#### YOUR GOAL
Please copy each line of the listing that includes the string "ChatMessage".

* * * *

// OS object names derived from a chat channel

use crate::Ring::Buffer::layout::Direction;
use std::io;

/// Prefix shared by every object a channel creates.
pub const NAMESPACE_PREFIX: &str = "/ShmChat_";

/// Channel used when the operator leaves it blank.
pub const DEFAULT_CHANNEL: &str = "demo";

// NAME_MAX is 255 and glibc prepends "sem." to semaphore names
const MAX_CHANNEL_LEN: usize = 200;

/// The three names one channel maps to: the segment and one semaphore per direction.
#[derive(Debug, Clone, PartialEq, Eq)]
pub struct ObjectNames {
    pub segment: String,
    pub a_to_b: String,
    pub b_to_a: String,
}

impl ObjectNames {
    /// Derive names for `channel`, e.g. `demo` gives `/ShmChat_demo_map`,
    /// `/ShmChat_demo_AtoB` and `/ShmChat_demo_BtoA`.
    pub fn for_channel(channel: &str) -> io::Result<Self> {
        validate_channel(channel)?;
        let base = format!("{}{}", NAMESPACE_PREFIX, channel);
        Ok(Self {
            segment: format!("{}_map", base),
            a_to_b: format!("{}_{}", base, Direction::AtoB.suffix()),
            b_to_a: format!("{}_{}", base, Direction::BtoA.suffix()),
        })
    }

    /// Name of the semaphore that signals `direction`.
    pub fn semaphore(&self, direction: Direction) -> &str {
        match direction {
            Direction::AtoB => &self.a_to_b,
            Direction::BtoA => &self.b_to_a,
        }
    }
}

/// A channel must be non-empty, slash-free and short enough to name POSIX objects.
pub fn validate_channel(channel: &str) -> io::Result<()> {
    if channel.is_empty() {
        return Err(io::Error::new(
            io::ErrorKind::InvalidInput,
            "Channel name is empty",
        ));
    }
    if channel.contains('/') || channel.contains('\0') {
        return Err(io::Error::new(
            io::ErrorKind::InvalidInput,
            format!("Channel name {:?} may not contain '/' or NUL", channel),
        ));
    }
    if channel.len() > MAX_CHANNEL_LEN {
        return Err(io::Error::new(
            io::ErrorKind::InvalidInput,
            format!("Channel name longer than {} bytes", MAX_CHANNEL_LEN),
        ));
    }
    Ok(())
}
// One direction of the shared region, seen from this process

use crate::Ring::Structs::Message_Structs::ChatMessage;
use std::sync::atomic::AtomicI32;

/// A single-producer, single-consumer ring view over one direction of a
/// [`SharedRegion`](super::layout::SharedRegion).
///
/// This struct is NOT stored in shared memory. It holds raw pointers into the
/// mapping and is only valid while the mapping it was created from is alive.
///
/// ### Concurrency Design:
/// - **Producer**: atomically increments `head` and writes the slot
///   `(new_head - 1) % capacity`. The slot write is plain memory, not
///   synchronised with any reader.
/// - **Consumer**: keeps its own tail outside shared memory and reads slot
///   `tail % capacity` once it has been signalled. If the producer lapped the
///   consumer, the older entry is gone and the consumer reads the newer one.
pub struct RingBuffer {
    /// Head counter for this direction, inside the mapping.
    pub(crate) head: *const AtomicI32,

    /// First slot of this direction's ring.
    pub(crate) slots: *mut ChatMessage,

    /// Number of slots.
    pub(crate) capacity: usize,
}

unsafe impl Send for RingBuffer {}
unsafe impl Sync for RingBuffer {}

* * * *

#### EXPECTED OUTPUT
use crate::Ring::Structs::Message_Structs::ChatMessage;
    pub(crate) slots: *mut ChatMessage,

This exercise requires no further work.